On 15 May 2013 16:35, Heikki Linnakangas <hlinnakangas@vmware.com> wrote:
> Shared memory space is limited, but we only need the watermarks for any
> in-progress truncations. Let's keep them in shared memory, in a small
> fixed-size array. That limits the number of concurrent truncations that can
> be in-progress, but that should be ok. To not slow down common backend
> operations, the values (or lack thereof) are cached in relcache. To sync the
> relcache when the values change, there will be a new shared cache
> invalidation event to force backends to refresh the cached watermark values.
> A backend (vacuum) can ensure that all backends see the new value by first
> updating the value in shared memory, sending the sinval message, and waiting
> until everyone has received it.
I think we could use a similar scheme for 2 other use cases.

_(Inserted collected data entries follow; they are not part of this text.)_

use criterion::{Criterion, criterion_group, criterion_main};
use logql_lens_engine::{matchers_from_query, nodes_from_query, parser_from_query, query_filters};

const QUERY: &str = r#"sum by (level) (count_over_time({service_name="checkout", env=~"prod|staging"} |= "timeout" != "healthz" | logfmt | level="error" | duration > 2s [5m]))"#;

fn long_query(stages: usize) -> String {
    let mut query = String::from(r#"{service_name="checkout"}"#);
    for i in 0..stages {
        query.push_str(&format!(r#" |= "needle{i}" | json | field{i}="value{i}""#));
    }
    query
}

fn bench_extraction(c: &mut Criterion) {
    let mut group = c.benchmark_group("extraction");
    group.sample_size(10);

    group.bench_function("walk_all_nodes", |b| {
        b.iter(|| {
            let nodes = nodes_from_query(std::hint::black_box(QUERY), None);
            std::hint::black_box(nodes);
        });
    });

    group.bench_function("matchers", |b| {
        b.iter(|| {
            let filters = matchers_from_query(std::hint::black_box(QUERY));
            std::hint::black_box(filters);
        });
    });

    group.bench_function("parser_stage", |b| {
        b.iter(|| {
            let parser = parser_from_query(std::hint::black_box(QUERY));
            std::hint::black_box(parser);
        });
    });

    group.finish();
}

fn bench_query_filters(c: &mut Criterion) {
    let mut group = c.benchmark_group("query_filters");
    group.sample_size(10);

    let query = long_query(50);
    group.bench_function("fifty_stages", |b| {
        b.iter(|| {
            let filters = query_filters(std::hint::black_box(&query), None);
            std::hint::black_box(filters);
        });
    });

    group.finish();
}

criterion_group!(benches, bench_extraction, bench_query_filters);
criterion_main!(benches);
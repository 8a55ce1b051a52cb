//! Sink for converting parser events into a Rowan green tree.
//!
//! Trivia is attached here. Whitespace and comments that precede a node go
//! into the enclosing node, so every child span starts and ends on a
//! significant token. The root node takes whatever trivia is left at the
//! edges, which makes it span the whole query.

use rowan::GreenNodeBuilder;

use crate::lexer::Token;
use crate::parser::event::Event;
use crate::syntax_kind::{SyntaxKind, SyntaxNode};

/// Converts parser events and tokens into a Rowan syntax tree.
pub struct Sink<'t, 'input> {
    builder: GreenNodeBuilder<'static>,
    /// All lexer tokens, trivia included.
    tokens: &'t [Token<'input>],
    cursor: usize,
    events: Vec<Event>,
    depth: usize,
}

impl<'t, 'input> Sink<'t, 'input> {
    /// Create a new sink over the full token stream.
    pub fn new(tokens: &'t [Token<'input>], events: Vec<Event>) -> Self {
        Self {
            builder: GreenNodeBuilder::new(),
            tokens,
            cursor: 0,
            events,
            depth: 0,
        }
    }

    /// Consume the sink and build the syntax tree.
    pub fn finish(mut self) -> SyntaxNode {
        let mut forward_parents = Vec::new();

        for i in 0..self.events.len() {
            match std::mem::replace(&mut self.events[i], Event::Placeholder) {
                Event::Start {
                    kind,
                    forward_parent,
                } => {
                    forward_parents.push(kind);
                    let mut fp = forward_parent;

                    while let Some(parent_idx) = fp {
                        match std::mem::replace(&mut self.events[parent_idx], Event::Placeholder) {
                            Event::Start {
                                kind,
                                forward_parent,
                            } => {
                                fp = forward_parent;
                                forward_parents.push(kind);
                            }
                            _ => unreachable!(),
                        }
                    }

                    if self.depth > 0 {
                        self.eat_trivia();
                    }

                    // Outermost first
                    for kind in forward_parents.drain(..).rev() {
                        self.builder.start_node(kind.into());
                        self.depth += 1;
                    }
                }
                Event::Token { kind } => {
                    self.eat_trivia();
                    self.token(kind);
                }
                Event::Finish => {
                    if self.depth == 1 {
                        self.eat_trivia();
                    }
                    self.builder.finish_node();
                    self.depth -= 1;
                }
                Event::Placeholder => {}
            }
        }

        SyntaxNode::new_root(self.builder.finish())
    }

    fn token(&mut self, kind: SyntaxKind) {
        if let Some(token) = self.tokens.get(self.cursor) {
            self.builder.token(kind.into(), token.text);
            self.cursor += 1;
        }
    }

    fn eat_trivia(&mut self) {
        while let Some(token) = self.tokens.get(self.cursor) {
            if !token.kind.is_trivia() {
                break;
            }
            self.builder.token(token.kind.into(), token.text);
            self.cursor += 1;
        }
    }
}

#[cfg(test)]
mod tests {
    use super::*;
    use crate::lexer::lex;
    use pretty_assertions::assert_eq;

    fn token(kind: SyntaxKind, text: &str) -> Token<'_> {
        Token { kind, text }
    }

    #[test]
    fn sink_builds_simple_tree() {
        let tokens = vec![token(SyntaxKind::NUMBER, "42")];

        let events = vec![
            Event::start(SyntaxKind::LOG_QL),
            Event::start(SyntaxKind::LITERAL_EXPR),
            Event::token(SyntaxKind::NUMBER),
            Event::Finish,
            Event::Finish,
        ];

        let tree = Sink::new(&tokens, events).finish();

        assert_eq!(tree.kind(), SyntaxKind::LOG_QL);
        assert_eq!(tree.children().count(), 1);
    }

    #[test]
    fn sink_attaches_trivia_to_the_parent() {
        let input = " 42 ";
        let tokens = lex(input);

        let events = vec![
            Event::start(SyntaxKind::LOG_QL),
            Event::start(SyntaxKind::LITERAL_EXPR),
            Event::token(SyntaxKind::NUMBER),
            Event::Finish,
            Event::Finish,
        ];

        let tree = Sink::new(&tokens, events).finish();
        let literal = tree.children().next().unwrap();

        assert_eq!(tree.text().to_string(), input);
        assert_eq!(u32::from(tree.text_range().end()), 4);
        assert_eq!(u32::from(literal.text_range().start()), 1);
        assert_eq!(u32::from(literal.text_range().end()), 3);
    }

    #[test]
    fn sink_follows_forward_parents() {
        let tokens = lex("1+2");

        // LITERAL "1" is preceded by the BIN_OP_EXPR started at index 4
        let events = vec![
            Event::start(SyntaxKind::LOG_QL),
            Event::Start {
                kind: SyntaxKind::LITERAL_EXPR,
                forward_parent: Some(4),
            },
            Event::token(SyntaxKind::NUMBER),
            Event::Finish,
            Event::start(SyntaxKind::BIN_OP_EXPR),
            Event::token(SyntaxKind::ADD),
            Event::start(SyntaxKind::LITERAL_EXPR),
            Event::token(SyntaxKind::NUMBER),
            Event::Finish,
            Event::Finish,
            Event::Finish,
        ];

        let tree = Sink::new(&tokens, events).finish();
        let bin = tree.children().next().unwrap();

        assert_eq!(bin.kind(), SyntaxKind::BIN_OP_EXPR);
        assert_eq!(bin.children().count(), 2);
        assert_eq!(bin.text().to_string(), "1+2");
    }
}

1. Unlogged tables. It would be useful to have a persistent "safe high
watermark" for an unlogged table. So in the event of a crash, we
truncate back to the safe high watermark, not truncate the whole
table. That would get updated at each checkpoint. Unlogged tables will
get much more useful with that change. (Issues, with indexes would
need to be resolved also).
2. Table extension during COPY operations is difficult. We need to be
able to extend in larger chunks, so we would need to change the
algorithm about how extension works. I'm thinking there's a
relationship there with watermarks.
Can we look at the needs of multiple areas at once, so we come up with
a more useful design that covers more than just one use case, please?